A.K. Yog, J.@mdashThe perusal of the order sheet in this case, copy annexed as Annexure-1 to the writ petition, shows that tenant managed to
put in appearance for about 10 months. See order sheet of 31.1.1998 to 15.7.1998. Respondent was absent or otherwise filed application for
adjournment at least on about 15 occasions (including dates when Respondent absented without filing applications for adjournment); see order
sheet from 9.9.1998 to 15.10.1998, 2.11.1998, 5.1.1999, 17.5.1999, 29.7.1999, 18.10.1999/20.10.1999, 27.11.1999, 16.12.1999, 1.3.2000,
5.5.2000, 23.5.2000, 12.7.2000, 20.12.2000 and 11.1.2001. Apart from it, case could not be heard because of the advocates strike on
15/17.1.2000 and 24.3.2000. The case could not be taken up because Presiding Officer was on leave on 22.12.1999 and 20.12.2000. The order
sheet of the case clearly indicates that tenant applied for and got adjournments or otherwise absented.
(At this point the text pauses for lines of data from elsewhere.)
//! Pipeline configuration and environment resolution.
//!
//! [`RagConfig`] carries the knobs shared by the ingestion and query
//! pipelines and validates them at build time. The endpoint configs
//! ([`OllamaConfig`], [`QdrantConfig`]) resolve from the environment through
//! `dotenvy`, falling back to local-development defaults.

use std::time::Duration;

use serde::{Deserialize, Serialize};

use crate::types::RagError;

/// Shared pipeline configuration.
///
/// Construct via [`RagConfig::builder()`] to get validation, or use
/// [`Default`] for the stock local setup.
#[derive(Debug, Clone, PartialEq, Serialize, Deserialize)]
pub struct RagConfig {
    /// Name of the vector-store collection both pipelines operate on.
    pub collection: String,
    /// Chunk window size in characters.
    pub chunk_size: usize,
    /// Overlap carried between consecutive chunks, in characters.
    pub chunk_overlap: usize,
    /// Default number of nearest points retrieved per query.
    pub top_k: usize,
    /// Upper bound, in characters, on the context assembled for generation.
    /// Lowest-ranked contexts are dropped first when the budget is exceeded.
    pub context_budget: usize,
    /// How many times a transient provider/store failure is retried before
    /// the operation is given up.
    pub transient_retries: usize,
    /// Base delay for exponential backoff between retries.
    pub retry_base_delay: Duration,
}

impl Default for RagConfig {
    fn default() -> Self {
        Self {
            collection: "docs".to_string(),
            chunk_size: 1000,
            chunk_overlap: 200,
            top_k: 5,
            context_budget: 6000,
            transient_retries: 2,
            retry_base_delay: Duration::from_millis(200),
        }
    }
}

impl RagConfig {
    /// Create a new builder seeded with the defaults.
    pub fn builder() -> RagConfigBuilder {
        RagConfigBuilder::default()
    }

    /// Validate parameter consistency.
    ///
    /// # Errors
    ///
    /// Returns [`RagError::Configuration`] if the chunk geometry is invalid,
    /// `top_k` is zero, the context budget is zero, or the collection name
    /// is empty.
    pub fn validate(&self) -> Result<(), RagError> {
        if self.collection.trim().is_empty() {
            return Err(RagError::Configuration(
                "collection name must not be empty".to_string(),
            ));
        }
        if self.chunk_size == 0 || self.chunk_overlap == 0 {
            return Err(RagError::Configuration(
                "chunk_size and chunk_overlap must be strictly positive".to_string(),
            ));
        }
        if self.chunk_overlap >= self.chunk_size {
            return Err(RagError::Configuration(format!(
                "chunk_overlap ({}) must be less than chunk_size ({})",
                self.chunk_overlap, self.chunk_size
            )));
        }
        if self.top_k == 0 {
            return Err(RagError::Configuration(
                "top_k must be greater than zero".to_string(),
            ));
        }
        if self.context_budget == 0 {
            return Err(RagError::Configuration(
                "context_budget must be greater than zero".to_string(),
            ));
        }
        Ok(())
    }
}

/// Builder for a validated [`RagConfig`].
#[derive(Debug, Clone, Default)]
pub struct RagConfigBuilder {
    config: RagConfig,
}

impl RagConfigBuilder {
    #[must_use]
    pub fn collection(mut self, name: impl Into<String>) -> Self {
        self.config.collection = name.into();
        self
    }

    #[must_use]
    pub fn chunk_size(mut self, size: usize) -> Self {
        self.config.chunk_size = size;
        self
    }

    #[must_use]
    pub fn chunk_overlap(mut self, overlap: usize) -> Self {
        self.config.chunk_overlap = overlap;
        self
    }

    #[must_use]
    pub fn top_k(mut self, k: usize) -> Self {
        self.config.top_k = k;
        self
    }

    #[must_use]
    pub fn context_budget(mut self, chars: usize) -> Self {
        self.config.context_budget = chars;
        self
    }

    #[must_use]
    pub fn transient_retries(mut self, retries: usize) -> Self {
        self.config.transient_retries = retries;
        self
    }

    #[must_use]
    pub fn retry_base_delay(mut self, delay: Duration) -> Self {
        self.config.retry_base_delay = delay;
        self
    }

    /// Build the config, validating parameter consistency.
    ///
    /// # Errors
    ///
    /// See [`RagConfig::validate`].
    pub fn build(self) -> Result<RagConfig, RagError> {
        self.config.validate()?;
        Ok(self.config)
    }
}

/// Connection settings for the Ollama model service.
#[derive(Debug, Clone, PartialEq, Serialize, Deserialize)]
pub struct OllamaConfig {
    pub base_url: String,
    pub embed_model: String,
    pub chat_model: String,
    /// Per-request network timeout; bounds worst-case job duration.
    pub request_timeout: Duration,
}

impl Default for OllamaConfig {
    fn default() -> Self {
        Self {
            base_url: "http://localhost:11434".to_string(),
            embed_model: "nomic-embed-text".to_string(),
            chat_model: "llama3.2".to_string(),
            request_timeout: Duration::from_secs(30),
        }
    }
}

impl OllamaConfig {
    /// Resolve from `OLLAMA_BASE_URL`, `OLLAMA_EMBED_MODEL`, and
    /// `OLLAMA_CHAT_MODEL`, reading a `.env` file first if one exists.
    pub fn from_env() -> Self {
        dotenvy::dotenv().ok();
        let defaults = Self::default();
        Self {
            base_url: std::env::var("OLLAMA_BASE_URL").unwrap_or(defaults.base_url),
            embed_model: std::env::var("OLLAMA_EMBED_MODEL").unwrap_or(defaults.embed_model),
            chat_model: std::env::var("OLLAMA_CHAT_MODEL").unwrap_or(defaults.chat_model),
            request_timeout: defaults.request_timeout,
        }
    }
}

/// Connection settings for the Qdrant vector store.
#[derive(Debug, Clone, PartialEq, Serialize, Deserialize)]
pub struct QdrantConfig {
    pub url: String,
    /// Per-request network timeout; bounds worst-case job duration.
    pub request_timeout: Duration,
}

impl Default for QdrantConfig {
    fn default() -> Self {
        Self {
            url: "http://localhost:6333".to_string(),
            request_timeout: Duration::from_secs(30),
        }
    }
}

impl QdrantConfig {
    /// Resolve from `QDRANT_URL`, reading a `.env` file first if one exists.
    pub fn from_env() -> Self {
        dotenvy::dotenv().ok();
        let defaults = Self::default();
        Self {
            url: std::env::var("QDRANT_URL").unwrap_or(defaults.url),
            request_timeout: defaults.request_timeout,
        }
    }
}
It clearly reflects that tenant is adopting
delaying tactics. Court below ought to have shown its concern and attempted to decide the case early by not granting adjournments lightly. The
court below, though not endeavoring and without being alive to its consequence encouraged the concerned party to get the case delayed by
seeking adjournments on ipsi dixit.
2. Rule 7(7), framed under Sections 10, 18 and 22 of the Act, read:
As far as possible, a revision u/s 18 shall be decided within one month, an appeal or revision u/s 10 shall be decided within two months, and an
appeal u/s 22 shall be decided within six months from the date of its presentation.
3. Rule 15(1) and (3), framed u/s 21(1)(a) of the Act read:
(1) Every application referred to in Sub-rule (1) shall, as far as possible, be decided within two months from the date of its presentation. Disposal
of release application filed by landlord, it is statutory obligation of the Court.
(2) ....
(3) Every application referred to in Sub-rule (1) shall, as far as possible, be decided within two months from the date of its presentation.
4. Hon''ble Dr. A.S. Anand. Chief Justice of India, in his letter dated December 22, 1998, addressed to all the Chief Justices of the High Courts,
referred to ''laws delay'' and noted ""we should take every possible step for early disposal of old cases so that the agony of the litigants is brought to
an end...conveying unequivocally to the parties that such old matters cannot be allowed to remain pending indefinitely and bring disrepute to the
Courts. No party to the litigation can be permitted to have any vested right in slow motion justice. ...Let 1999 be an ""Year of Action"" towards
disposal of old cases."" He advised old cases to be decided on day-to-day basis.
5. In another letter dated April 22 of 1999, the Chief Justice of India with reference to ""International Year of Older Persons"" noted ""In India, there
is high incidence of litigation concerning property and inheritance, two of the most common issues in which elderly persons are generally involved
apart from landlord-tenant disputes. Besides property and inheritance matters, service matters, such as pension and retiral benefits also concern
older people..."".
The problem gets compounded by the inordinate delay in disposing of the matters of older persons in the Courts and in many matters the litigant
unfortunately dies even before the case is finally settled. You will appreciate that the elderly people deserve to be attended by the legal system of
the country somewhat on priority basis. Therefore, there is a need to evolve a system which may ensure timely disposal of their matters pending in
the Court..."".
6. Adjournments in the present judicial delivery system'' are like fire. If we sit with our back towards it then for sure, in future we shall be sitting on
our blisters. Bible says: ""Do not let evil conquer you, but overcome evil with good"".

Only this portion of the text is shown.